EXERCISE INSTRUCTIONS:
Each record below must be written out again in exactly the same form.

TASK MATERIAL:

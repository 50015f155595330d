//! The [`Phase`] trait and [`ReadMode`] enum.
//!
//! Phases are stateless operators executed in a fixed sequence each tick.
//! Each one receives the frozen output of the previous phase and a working
//! copy of it, and must leave its result in the working copy.

use seep_grid::Grid;

/// How a phase consults the grid while it runs.
#[derive(Clone, Copy, Debug, PartialEq, Eq)]
pub enum ReadMode {
    /// All transfer conditions are evaluated against the frozen input;
    /// only deltas are written to the working buffer. The result does not
    /// depend on cell enumeration order.
    Frozen,

    /// Some conditions read the working buffer as it is being written,
    /// so the result depends on the row-major, left-then-right scan.
    Progressive,
}

/// One local-update rule of the simulation tick.
///
/// # Contract
///
/// - `apply()` MUST be deterministic: same input produces identical output.
/// - `&self`: phases are stateless; all state lives in the grid.
/// - `working` arrives as an exact copy of `input`. Solid cells are never
///   donors or receivers, and no fill is created or destroyed.
///
/// # Object safety
///
/// This trait is object-safe; pipelines store phases as
/// `Vec<Box<dyn Phase>>`.
///
/// # Examples
///
/// A phase that evaporates a fixed fraction of every gas cell (not part of
/// the standard pipeline, since it destroys fill):
///
/// ```
/// use seep_core::CellKind;
/// use seep_grid::Grid;
/// use seep_phase::{Phase, ReadMode};
///
/// struct Evaporate(f64);
///
/// impl Phase for Evaporate {
///     fn name(&self) -> &str { "evaporate" }
///
///     fn apply(&self, input: &Grid, working: &mut Grid) {
///         for (i, cell) in input.cells().iter().enumerate() {
///             if cell.kind == CellKind::Gas {
///                 working.cells_mut()[i].fill -= cell.fill * self.0;
///             }
///         }
///     }
/// }
///
/// let phase = Evaporate(0.1);
/// assert_eq!(phase.name(), "evaporate");
/// assert_eq!(phase.read_mode(), ReadMode::Frozen);
/// ```
pub trait Phase: Send + 'static {
    /// Human-readable name for error reporting and telemetry.
    fn name(&self) -> &str;

    /// Whether the phase reads only the frozen input.
    ///
    /// Default: [`ReadMode::Frozen`].
    fn read_mode(&self) -> ReadMode {
        ReadMode::Frozen
    }

    /// Execute the phase once.
    fn apply(&self, input: &Grid, working: &mut Grid);
}
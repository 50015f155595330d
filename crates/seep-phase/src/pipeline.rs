//! Pipeline validation and execution.
//!
//! [`Pipeline::new`] runs once at construction to check the phase list for
//! structural errors. [`Pipeline::run`] then executes every phase in order
//! against a [`PingPongGrid`], publishing after each one.

use indexmap::IndexMap;
use seep_grid::PingPongGrid;

use crate::phase::{Phase, ReadMode};

use std::error::Error;
use std::fmt;

// ── Errors ─────────────────────────────────────────────────────────

/// Errors from pipeline validation (construction-time, not per-tick).
#[derive(Debug, Clone, PartialEq, Eq)]
pub enum PipelineError {
    /// No phases registered.
    EmptyPipeline,

    /// Two phases share a name, which would make telemetry ambiguous.
    DuplicateName {
        /// The repeated name.
        name: String,
        /// Position of the first phase with this name.
        first_index: usize,
        /// Position of the repeat.
        second_index: usize,
    },
}

impl fmt::Display for PipelineError {
    fn fmt(&self, f: &mut fmt::Formatter<'_>) -> fmt::Result {
        match self {
            Self::EmptyPipeline => write!(f, "pipeline has no phases"),
            Self::DuplicateName {
                name,
                first_index,
                second_index,
            } => write!(
                f,
                "phase name '{name}' used at positions {first_index} and {second_index}"
            ),
        }
    }
}

impl Error for PipelineError {}

// ── Execution ──────────────────────────────────────────────────────

/// Run a single phase against `arena` and publish its result.
pub fn execute_phase(phase: &dyn Phase, arena: &mut PingPongGrid) {
    let bufs = arena.begin_phase();
    phase.apply(bufs.input, bufs.working);
    arena.publish();
}

// ── Pipeline ───────────────────────────────────────────────────────

/// An ordered, validated list of phases.
///
/// # Examples
///
/// ```
/// use seep_grid::{initialize, Grid, PingPongGrid};
/// use seep_phase::{Phase, Pipeline, PipelineError};
///
/// struct Noop(&'static str);
/// impl Phase for Noop {
///     fn name(&self) -> &str { self.0 }
///     fn apply(&self, _input: &Grid, _working: &mut Grid) {}
/// }
///
/// let pipeline = Pipeline::new(vec![Box::new(Noop("a")), Box::new(Noop("b"))]).unwrap();
/// assert_eq!(pipeline.names(), vec!["a", "b"]);
///
/// let mut arena = PingPongGrid::new(initialize(2, 2).unwrap());
/// pipeline.run(&mut arena);
/// assert_eq!(arena.generation(), 2);
///
/// assert_eq!(Pipeline::new(vec![]).unwrap_err(), PipelineError::EmptyPipeline);
/// ```
pub struct Pipeline {
    phases: Vec<Box<dyn Phase>>,
}

impl Pipeline {
    /// Validate and wrap `phases`, preserving their order.
    pub fn new(phases: Vec<Box<dyn Phase>>) -> Result<Self, PipelineError> {
        if phases.is_empty() {
            return Err(PipelineError::EmptyPipeline);
        }
        {
            let mut seen: IndexMap<&str, usize> = IndexMap::with_capacity(phases.len());
            for (i, phase) in phases.iter().enumerate() {
                if let Some(&first_index) = seen.get(phase.name()) {
                    return Err(PipelineError::DuplicateName {
                        name: phase.name().to_string(),
                        first_index,
                        second_index: i,
                    });
                }
                seen.insert(phase.name(), i);
            }
        }
        Ok(Self { phases })
    }

    /// Number of phases.
    pub fn len(&self) -> usize {
        self.phases.len()
    }

    /// Always returns `false`: construction rejects empty pipelines.
    pub fn is_empty(&self) -> bool {
        self.phases.is_empty()
    }

    /// Phase names in execution order.
    pub fn names(&self) -> Vec<&str> {
        self.phases.iter().map(|p| p.name()).collect()
    }

    /// Phases in execution order.
    pub fn iter(&self) -> impl Iterator<Item = &dyn Phase> {
        self.phases.iter().map(|p| p.as_ref())
    }

    /// Names of phases whose result depends on scan order.
    pub fn order_dependent(&self) -> Vec<&str> {
        self.iter()
            .filter(|p| p.read_mode() == ReadMode::Progressive)
            .map(|p| p.name())
            .collect()
    }

    /// Run every phase once, in order.
    pub fn run(&self, arena: &mut PingPongGrid) {
        for phase in self.iter() {
            execute_phase(phase, arena);
        }
    }
}

impl fmt::Debug for Pipeline {
    fn fmt(&self, f: &mut fmt::Formatter<'_>) -> fmt::Result {
        f.debug_struct("Pipeline")
            .field("phases", &self.names())
            .finish()
    }
}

RESPONSE BELOW:
repository 50015f155595330d
//! The [`Phase`] trait and [`ReadMode`] enum.
//!
//! Phases are stateless operators executed in a fixed sequence each tick.
//! Each one receives the frozen output of the previous phase and a working
//! copy of it, and must leave its result in the working copy.

use seep_grid::Grid;

/// How a phase consults the grid while it runs.
#[derive(Clone, Copy, Debug, PartialEq, Eq)]
pub enum ReadMode {
    /// All transfer conditions are evaluated against the frozen input;
    /// only deltas are written to the working buffer. The result does not
    /// depend on cell enumeration order.
    Frozen,

    /// Some conditions read the working buffer as it is being written,
    /// so the result depends on the row-major, left-then-right scan.
    Progressive,
}

/// One local-update rule of the simulation tick.
///
/// # Contract
///
/// - `apply()` MUST be deterministic: same input produces identical output.
/// - `&self`: phases are stateless; all state lives in the grid.
/// - `working` arrives as an exact copy of `input`. Solid cells are never
///   donors or receivers, and no fill is created or destroyed.
///
/// # Object safety
///
/// This trait is object-safe; pipelines store phases as
/// `Vec<Box<dyn Phase>>`.
///
/// # Examples
///
/// A phase that evaporates a fixed fraction of every gas cell (not part of
/// the standard pipeline, since it destroys fill):
///
/// ```
/// use seep_core::CellKind;
/// use seep_grid::Grid;
/// use seep_phase::{Phase, ReadMode};
///
/// struct Evaporate(f64);
///
/// impl Phase for Evaporate {
///     fn name(&self) -> &str { "evaporate" }
///
///     fn apply(&self, input: &Grid, working: &mut Grid) {
///         for (i, cell) in input.cells().iter().enumerate() {
///             if cell.kind == CellKind::Gas {
///                 working.cells_mut()[i].fill -= cell.fill * self.0;
///             }
///         }
///     }
/// }
///
/// let phase = Evaporate(0.1);
/// assert_eq!(phase.name(), "evaporate");
/// assert_eq!(phase.read_mode(), ReadMode::Frozen);
/// ```
pub trait Phase: Send + 'static {
    /// Human-readable name for error reporting and telemetry.
    fn name(&self) -> &str;

    /// Whether the phase reads only the frozen input.
    ///
    /// Default: [`ReadMode::Frozen`].
    fn read_mode(&self) -> ReadMode {
        ReadMode::Frozen
    }

    /// Execute the phase once.
    fn apply(&self, input: &Grid, working: &mut Grid);
}
repository 50015f155595330d
filename crates/seep-phase/src/pipeline.rs
//! Pipeline validation and execution.
//!
//! [`Pipeline::new`] runs once at construction to check the phase list for
//! structural errors. [`Pipeline::run`] then executes every phase in order
//! against a [`PingPongGrid`], publishing after each one.

use indexmap::IndexMap;
use seep_grid::PingPongGrid;

use crate::phase::{Phase, ReadMode};

use std::error::Error;
use std::fmt;

// ── Errors ─────────────────────────────────────────────────────────

/// Errors from pipeline validation (construction-time, not per-tick).
#[derive(Debug, Clone, PartialEq, Eq)]
pub enum PipelineError {
    /// No phases registered.
    EmptyPipeline,

    /// Two phases share a name, which would make telemetry ambiguous.
    DuplicateName {
        /// The repeated name.
        name: String,
        /// Position of the first phase with this name.
        first_index: usize,
        /// Position of the repeat.
        second_index: usize,
    },
}

impl fmt::Display for PipelineError {
    fn fmt(&self, f: &mut fmt::Formatter<'_>) -> fmt::Result {
        match self {
            Self::EmptyPipeline => write!(f, "pipeline has no phases"),
            Self::DuplicateName {
                name,
                first_index,
                second_index,
            } => write!(
                f,
                "phase name '{name}' used at positions {first_index} and {second_index}"
            ),
        }
    }
}

impl Error for PipelineError {}

// ── Execution ──────────────────────────────────────────────────────

/// Run a single phase against `arena` and publish its result.
pub fn execute_phase(phase: &dyn Phase, arena: &mut PingPongGrid) {
    let bufs = arena.begin_phase();
    phase.apply(bufs.input, bufs.working);
    arena.publish();
}

// ── Pipeline ───────────────────────────────────────────────────────

/// An ordered, validated list of phases.
///
/// # Examples
///
/// ```
/// use seep_grid::{initialize, Grid, PingPongGrid};
/// use seep_phase::{Phase, Pipeline, PipelineError};
///
/// struct Noop(&'static str);
/// impl Phase for Noop {
///     fn name(&self) -> &str { self.0 }
///     fn apply(&self, _input: &Grid, _working: &mut Grid) {}
/// }
///
/// let pipeline = Pipeline::new(vec![Box::new(Noop("a")), Box::new(Noop("b"))]).unwrap();
/// assert_eq!(pipeline.names(), vec!["a", "b"]);
///
/// let mut arena = PingPongGrid::new(initialize(2, 2).unwrap());
/// pipeline.run(&mut arena);
/// assert_eq!(arena.generation(), 2);
///
/// assert_eq!(Pipeline::new(vec![]).unwrap_err(), PipelineError::EmptyPipeline);
/// ```
pub struct Pipeline {
    phases: Vec<Box<dyn Phase>>,
}

impl Pipeline {
    /// Validate and wrap `phases`, preserving their order.
    pub fn new(phases: Vec<Box<dyn Phase>>) -> Result<Self, PipelineError> {
        if phases.is_empty() {
            return Err(PipelineError::EmptyPipeline);
        }
        {
            let mut seen: IndexMap<&str, usize> = IndexMap::with_capacity(phases.len());
            for (i, phase) in phases.iter().enumerate() {
                if let Some(&first_index) = seen.get(phase.name()) {
                    return Err(PipelineError::DuplicateName {
                        name: phase.name().to_string(),
                        first_index,
                        second_index: i,
                    });
                }
                seen.insert(phase.name(), i);
            }
        }
        Ok(Self { phases })
    }

    /// Number of phases.
    pub fn len(&self) -> usize {
        self.phases.len()
    }

    /// Always returns `false`: construction rejects empty pipelines.
    pub fn is_empty(&self) -> bool {
        self.phases.is_empty()
    }

    /// Phase names in execution order.
    pub fn names(&self) -> Vec<&str> {
        self.phases.iter().map(|p| p.name()).collect()
    }

    /// Phases in execution order.
    pub fn iter(&self) -> impl Iterator<Item = &dyn Phase> {
        self.phases.iter().map(|p| p.as_ref())
    }

    /// Names of phases whose result depends on scan order.
    pub fn order_dependent(&self) -> Vec<&str> {
        self.iter()
            .filter(|p| p.read_mode() == ReadMode::Progressive)
            .map(|p| p.name())
            .collect()
    }

    /// Run every phase once, in order.
    pub fn run(&self, arena: &mut PingPongGrid) {
        for phase in self.iter() {
            execute_phase(phase, arena);
        }
    }
}

impl fmt::Debug for Pipeline {
    fn fmt(&self, f: &mut fmt::Formatter<'_>) -> fmt::Result {
        f.debug_struct("Pipeline")
            .field("phases", &self.names())
            .finish()
    }
}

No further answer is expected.